When I was young, I asked my mother, “What will I be? Will I be a doctor? Will I be an Army officer?” I never said chef, but became one. Enough is said about passion and creativity, but what goes in making a chef is a lot of hard work, long hours, no family life and plenty of physical and mental stress. But the fruit of labour is like a mother delivering a healthy baby after nine months of labour, pain and love. The joy of cooking, creativity, innovation and the joy of seeing a smile on a customer’s face is all a chef needs. That smile is bliss.
Of course, my four decades have been full of fun and joy after long hours and hard work. The innumerable incidents that used to happen on a day-to-day basis among the staff and with the guests made the workplace interesting and joyful. Sometimes, some senior staff would wait at the entrance of the hotel while the boss would come through the back door or vice versa, which would give such a kick to the other staff who would laugh at their expense the whole day.
Imagine a server coming to a chef with a can of tomato juice and asking him to heat up the same. “Hot tomato juice?’’ wonders the chef. “No, chef,” says the server. “Hot tomato soup. I already gave one and the guest enjoyed it and he wants a repeat order.” Aghast and fuming, the chef asks, “Why did you do that?” The server replies: “Sir, when it is cold, it is juice and when it is hot it is soup.”

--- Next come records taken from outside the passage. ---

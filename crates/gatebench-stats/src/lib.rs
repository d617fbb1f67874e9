//! Statistical analysis utilities for the gatebench project.
//!
//! This crate provides the descriptive-statistics layer used by the benchmark
//! analysis pipeline:
//!
//! - **Summary statistics**: min, max, mean, median, sample standard
//!   deviation, and total over a numeric sample
//! - **Explicit empty-sample handling**: constructors return `Option` so
//!   callers must branch on "no data" instead of receiving zero-filled
//!   summaries
//!
//! # Modules
//!
//! - [`descriptive`]: Summary statistics for samples of `f64` values
//!
//! # Examples
//!
//! ```
//! use gatebench_stats::descriptive::StatSummary;
//!
//! let values = [1.0, 2.0, 3.0, 4.0];
//! let summary = StatSummary::new(values).unwrap();
//! assert_eq!(summary.mean, 2.5);
//! assert_eq!(summary.median, 2.5);
//! assert_eq!(summary.total, 10.0);
//! ```

pub mod descriptive;
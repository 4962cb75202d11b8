// This Source Code Form is subject to the terms of the Mozilla Public
// License, v. 2.0. If a copy of the MPL was not distributed with this
// file, You can obtain one at http://mozilla.org/MPL/2.0/.

/// A value scanning error.
///
/// Attribute parsers skip over the data that failed. This error only
/// surfaces through [`Stream`](crate::Stream) itself.
#[derive(Clone, Copy, Debug, PartialEq, Eq)]
pub enum Error {
    /// A number could not be read at this char position, starting from 1.
    InvalidNumber(usize),
}

impl std::fmt::Display for Error {
    fn fmt(&self, f: &mut std::fmt::Formatter) -> std::fmt::Result {
        match *self {
            Error::InvalidNumber(pos) => write!(f, "invalid number at position {}", pos),
        }
    }
}

impl std::error::Error for Error {}
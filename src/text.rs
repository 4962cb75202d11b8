// This Source Code Form is subject to the terms of the Mozilla Public
// License, v. 2.0. If a copy of the MPL was not distributed with this
// file, You can obtain one at http://mozilla.org/MPL/2.0/.

use diagsvg_types::{Point, Rect as Bounds, Size, Transform};

use crate::tree::{Element, ForeignObject, Info, Node, StyleMap, Text, Tree};
use crate::{units, FontMetrics, FontMetricsProvider};

/// A single line of text, ready to be measured and drawn.
#[derive(Clone, PartialEq, Debug)]
pub struct TextRun {
    /// Info of the element the run starts at.
    pub info: Info,
    /// Run position before layout.
    pub start: Point,
    /// Run text. Joined with spaces when it spans several elements.
    pub text: String,
    /// Resolved font size.
    pub font_size: Option<f64>,
    /// Background color. Set only for `foreignObject` labels.
    pub fill: Option<String>,
    /// Text color. Set only for `foreignObject` labels.
    pub color: Option<String>,
    /// Measured size. Filled in by the caller.
    pub frame_size: Size,
}

impl TextRun {
    fn new(info: Info, start: Point, text: String, font_size: Option<f64>) -> Self {
        TextRun {
            info,
            start,
            text,
            font_size,
            fill: None,
            color: None,
            frame_size: Size::default(),
        }
    }
}

/// An accumulated `dy` offset of a text run.
///
/// The offset is `em * font_size + px`.
#[derive(Clone, Copy, PartialEq, Default, Debug)]
pub struct BaselineShift {
    /// Offset in font sizes.
    pub em: f64,
    /// Absolute offset.
    pub px: f64,
}

impl BaselineShift {
    /// Resolves the offset for a font size.
    pub fn resolve(&self, font_size: f64) -> f64 {
        self.em * font_size + self.px
    }

    /// Adds a `dy` value.
    ///
    /// A missing or malformed value keeps the shift unchanged.
    pub fn then(self, dy: Option<&str>) -> Self {
        let dy = match dy {
            Some(v) => v.trim(),
            None => return self,
        };

        let mut shift = self;
        match dy.strip_suffix("em") {
            Some(n) => {
                if let Ok(n) = n.parse::<f64>() {
                    shift.em += n;
                }
            }
            None => {
                if let Ok(n) = dy.parse::<f64>() {
                    shift.px += n;
                }
            }
        }

        shift
    }
}

/// Resolves `font-size` and scales it by the transforms.
fn scaled_font_size(styles: &StyleMap, info: &Info, transforms: &[Transform]) -> Option<f64> {
    let size = units::parse_px(&info.style("font-size", styles)?)?;
    Some(
        transforms
            .iter()
            .rev()
            .fold(size, |size, ts| ts.apply_scale_value(size)),
    )
}

impl Text {
    /// Returns a copy with the font size resolved from `info`.
    ///
    /// Keeps the current font size when `font-size` is not set.
    pub fn scale_font_size(&self, tree: &Tree, info: &Info) -> Text {
        let mut text = self.clone();
        if let Some(size) = scaled_font_size(tree.styles(), info, &self.transforms) {
            text.font_size = Some(size);
        }

        text
    }

    /// Returns the text as a single run.
    ///
    /// A run produced by [`Text::runs`] is returned as is.
    pub fn run(&self, tree: &Tree, info: &Info) -> TextRun {
        if let Some(ref run) = self.run {
            return run.clone();
        }

        let font_size = scaled_font_size(tree.styles(), info, &self.transforms);
        let start = self.parse_xy(
            tree,
            info.properties.get("x").map(String::as_str).unwrap_or(""),
            info.properties.get("y").map(String::as_str).unwrap_or(""),
            font_size,
        );

        TextRun::new(info.clone(), start, self.content.clone(), font_size)
    }

    /// Flattens `tspan` children into runs.
    ///
    /// A child with an `x` or `y` attribute starts a new run. The text of
    /// any other child is appended to the current run. Each run is returned
    /// as a `Text` node with a [`BaselineShift`] in its info.
    pub fn runs(&self, tree: &Tree) -> Vec<Node> {
        let mut stack = Vec::new();
        let mut runs = Vec::new();
        for child in &self.children {
            runs.extend(self.collect_runs(child, tree, &mut stack));
        }

        let styles = tree.styles();
        let mut shift = BaselineShift::default();
        runs.into_iter()
            .map(|mut run| {
                if run.info.property("y", styles).is_some() {
                    shift = BaselineShift::default();
                }

                shift = shift.then(run.info.property("dy", styles).as_deref());
                run.info.baseline_shift = Some(shift);

                let info = run.info.clone();
                let text = Text {
                    transforms: self.transforms.clone(),
                    run: Some(run),
                    ..Text::default()
                };

                Node::new(info, Element::Text(text))
            })
            .collect()
    }

    fn collect_runs(&self, node: &Node, tree: &Tree, stack: &mut Vec<TextRun>) -> Vec<TextRun> {
        let unknown = match node.kind {
            Element::Unknown(ref e) => e,
            _ => return Vec::new(),
        };

        let styles = tree.styles();
        let info = &node.info;

        let mut font_size = self.font_size;
        if let Some(size) = scaled_font_size(styles, info, &self.transforms) {
            font_size = Some(size);
        }

        let x = info.properties.get("x").cloned().unwrap_or_default();
        let y = info.property("y", styles).unwrap_or_default();

        let is_pushed = info.properties.contains_key("x") || info.properties.contains_key("y");
        if is_pushed {
            let start = self.parse_xy(tree, &x, &y, font_size);
            stack.push(TextRun::new(info.clone(), start, unknown.text.clone(), font_size));
        } else if let Some(last) = stack.last_mut() {
            if last.text.is_empty() {
                last.text = unknown.text.clone();
            } else {
                last.text.push(' ');
                last.text.push_str(&unknown.text);
            }
        }

        let mut runs = Vec::new();
        for child in &unknown.children {
            runs.extend(self.collect_runs(child, tree, stack));
        }

        if is_pushed {
            if let Some(run) = stack.pop() {
                runs.insert(0, run);
            }
        }

        runs
    }

    fn parse_xy(&self, tree: &Tree, x: &str, y: &str, font_size: Option<f64>) -> Point {
        let font_size = font_size.or(self.font_size).unwrap_or(tree.font_size());
        Point::new(
            units::parse_em(x, font_size).unwrap_or(0.0),
            units::parse_em(y, font_size).unwrap_or(0.0),
        )
    }

    /// Places a measured run.
    ///
    /// Applies `text-anchor`, `dominant-baseline`, the stored transforms
    /// and rotation. The result is a `Text` node which `start` is the top-left
    /// corner of the run's bounding box in canvas coordinates.
    pub fn layout(&self, tree: &Tree, bound_size: Size, metrics: &FontMetrics, run: &TextRun) -> Node {
        let styles = tree.styles();
        let mut info = run.info.clone();

        let (sx, sy) = self
            .transforms
            .iter()
            .rev()
            .fold((1.0, 1.0), |(x, y), ts| {
                let (tx, ty) = ts.scale();
                (x * tx, y * ty)
            });

        let mut start = run.start;
        match info.style("text-anchor", styles).as_deref() {
            Some("end") => start.x -= bound_size.width / sx,
            Some("middle") => start.x -= bound_size.width / sx / 2.0,
            _ => {}
        }

        match info.style("dominant-baseline", styles).as_deref() {
            Some("middle") => {
                start.y += metrics.descender - (metrics.ascender + metrics.descender) / 2.0;
            }
            Some("hanging") => start.y += metrics.descender,
            Some("text-before-edge") => start.y += metrics.descender + metrics.leading,
            Some("text-after-edge") => start.y -= bound_size.height,
            _ => start.y -= metrics.ascender / sy,
        }

        let local = Bounds::new(
            start.x,
            start.y,
            bound_size.width / sx,
            bound_size.height / sy,
        );
        let mut center = local.center();
        let mut rotation = info.rotation.unwrap_or(0.0);
        for ts in self.transforms.iter().rev() {
            center = ts.apply(center);
            rotation += ts.rotation();
        }

        info.rotation = Some(rotation);

        let mut text = self.clone();
        let bounds = Bounds::from_center(center, bound_size);
        text.start = Point::new(bounds.x, bounds.y);

        Node::new(info, Element::Text(text))
    }

    /// Places a measured run using metrics from a provider.
    ///
    /// Returns `None` when the provider has no metrics for the run's font.
    pub fn layout_with<P: FontMetricsProvider>(
        &self,
        tree: &Tree,
        bound_size: Size,
        provider: &P,
        run: &TextRun,
    ) -> Option<Node> {
        let family = run.info.style("font-family", tree.styles());
        let size = run.font_size.or(self.font_size).unwrap_or(tree.font_size());
        let metrics = provider.metrics(family.as_deref(), size)?;
        Some(self.layout(tree, bound_size, &metrics, run))
    }
}

impl ForeignObject {
    /// Extracts a label.
    ///
    /// Searches children breadth-first for the first element with text.
    /// Only elements other than SVG ones are visited.
    /// The run starts at the object's top-left corner in canvas coordinates.
    pub fn text_run(&self, tree: &Tree, info: &Info) -> Option<TextRun> {
        let mut items: Vec<&Node> = self.children.iter().collect();
        let mut found = None;
        'search: while !items.is_empty() {
            let mut next = Vec::new();
            for node in items {
                if let Element::Unknown(ref e) = node.kind {
                    if e.text.is_empty() {
                        next.extend(e.children.iter());
                        continue;
                    }

                    found = Some((node, e));
                    break 'search;
                }
            }

            items = next;
        }

        let (node, unknown) = found?;
        let styles = tree.styles();

        let (start, rotation) = self.place(info);
        let mut run_info = node.info.clone();
        run_info.rotation = Some(rotation);

        let mut run = TextRun::new(
            run_info,
            start,
            unknown.text.clone(),
            scaled_font_size(styles, info, &self.transforms),
        );
        run.fill = node.info.style("background-color", styles);
        run.color = node.info.style("color", styles);
        Some(run)
    }

    fn place(&self, info: &Info) -> (Point, f64) {
        let bounds = Bounds::new(
            self.x,
            self.y,
            self.width.unwrap_or(0.0),
            self.height.unwrap_or(0.0),
        );

        let mut size = bounds.size();
        let mut center = bounds.center();
        let mut rotation = info.rotation.unwrap_or(0.0);
        for ts in self.transforms.iter().rev() {
            center = ts.apply(center);
            size = ts.apply_scale(size);
            rotation += ts.rotation();
        }

        let bounds = Bounds::from_center(center, size);
        (Point::new(bounds.x, bounds.y), rotation)
    }
}
// This Source Code Form is subject to the terms of the Mozilla Public
// License, v. 2.0. If a copy of the MPL was not distributed with this
// file, You can obtain one at http://mozilla.org/MPL/2.0/.

/*!
A CSS subset parser tailored to the stylesheets diagram tools embed into SVG.

Supports:

- rules with comma separated selector lists
- type, class, id, attribute, pseudo-class and pseudo-element selectors
- descendant, child and sibling combinators (parsed only)
- `@keyframes` blocks (parsed for validity only)
- inline `style` attributes

Rules are sorted by selector specificity, so applying them in order
gives the cascade result.
*/

#![forbid(unsafe_code)]
#![deny(missing_docs)]
#![deny(missing_debug_implementations)]

use indexmap::IndexMap;

use diagsvg_types::Stream;

mod error;
mod parser;
mod selector;

pub use crate::error::Error;
pub use crate::selector::*;

/// A `name: value` pair.
#[derive(Clone, PartialEq, Eq, Debug)]
pub struct Declaration {
    /// Property name.
    pub name: String,
    /// Trimmed property value. Can contain `!important`.
    pub value: String,
}

/// A rule with a single selector.
///
/// A selectors list like `a, b { ... }` produces one rule per selector.
#[derive(Clone, PartialEq, Debug)]
pub struct Rule {
    /// The rule selector.
    pub selector: Selector,
    /// Declarations in the source order.
    pub declarations: Vec<Declaration>,
}

impl Rule {
    /// Returns declarations as a map. A repeated property keeps its last value.
    pub fn properties(&self) -> IndexMap<String, String> {
        self.declarations
            .iter()
            .map(|d| (d.name.clone(), d.value.clone()))
            .collect()
    }
}

/// A single `@keyframes` step.
#[derive(Clone, PartialEq, Eq, Debug)]
pub struct Keyframe {
    /// `from`, `to` or a percentage like `50%`.
    pub selector: String,
    /// Step declarations.
    pub declarations: Vec<Declaration>,
}

/// A `@keyframes` block.
#[derive(Clone, PartialEq, Eq, Debug)]
pub struct KeyframesRule {
    /// Animation name.
    pub name: String,
    /// Steps in the source order.
    pub keyframes: Vec<Keyframe>,
}

/// A parsed stylesheet.
#[derive(Clone, PartialEq, Default, Debug)]
pub struct Stylesheet {
    /// Rules sorted by specificity in ascending order.
    pub rules: Vec<Rule>,
    /// `@keyframes` blocks.
    pub keyframes: Vec<KeyframesRule>,
}

impl Stylesheet {
    /// Creates an empty stylesheet.
    pub fn new() -> Self {
        Stylesheet::default()
    }

    /// Parses a stylesheet.
    pub fn parse(text: &str) -> Result<Self, Error> {
        parser::parse(text)
    }

    /// Appends rules from another stylesheet.
    ///
    /// The merged list is re-sorted, so among rules with the same specificity
    /// the ones from `other` come last.
    pub fn merge(&mut self, other: Stylesheet) {
        self.rules.extend(other.rules);
        self.rules.sort_by_key(|r| r.selector.specificity());
        self.keyframes.extend(other.keyframes);
    }

    /// Returns `true` if there are no rules and no keyframes.
    pub fn is_empty(&self) -> bool {
        self.rules.is_empty() && self.keyframes.is_empty()
    }
}

/// Parses the content of a `style` attribute.
///
/// The text is parsed as the body of a single rule, so a stray `}`
/// fails the whole attribute.
pub fn parse_inline_style(text: &str) -> Result<IndexMap<String, String>, Error> {
    let sheet = Stylesheet::parse(&format!("a{{{}}}", text))?;
    Ok(sheet
        .rules
        .first()
        .map(|r| r.properties())
        .unwrap_or_default())
}

/// Parses a bare declarations list, like `fill: red; stroke: blue`.
///
/// Stops at the first top-level `}`.
pub fn parse_declarations(text: &str) -> Result<Vec<Declaration>, Error> {
    let mut s = Stream::from(text);
    parser::parse_declarations(&mut s)
}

We also get orders like pepper steak with no pepper sauce, fish and chips, but no fries, lamb shanks (boneless) and no rice in the sushi please (It is so fattening!). On the other hand, a guest asks for Silver Needle white tea, but is told: “We use only steel [needles] in India.” Another guest says, “Get me a half-boiled egg.” The reply: “Sorry sir, we give full egg, not half.” Outside a Connaught Place restaurant, a driver was heard telling another about how his memsahib had gone for a salad lunch with her friends to Nirula's and had told him to pick up butter chicken, naan and dal makhani from Kake Da Hotel. She would have the same on her way home.
Once, my food and beverage manager and I were dining at a Paris restaurant that had three Michelin stars. Suddenly, my colleague got very excited on seeing a beautiful champagne chiller, a flambé trolley and the table setting, and started taking pictures (Kodak moments) till a gentleman came rushing and asked for the film roll. He thought we were snooping on him and his companion. We were let off only after we convinced him that we were just hoteliers from India.
Imagine a fine dining situation where the servers parade food covered with cloches on top, then remove the cloches in style and, alas, there is no food on two plates! Amusing and embarrassing situations in the hotel industry but become jokes afterwards. There was this chef (from the ranks) who, during an interview with an English daily, was explaining how we make fresh curd in India: “Sir, boil milk, put khatta, sleep night, morning tight.” A perfect recipe! Some of these incidents and situations we remember and enjoy because it makes our lives interesting. Sometimes you laugh at yourself, sometimes at others. There are no dull moments in our industry.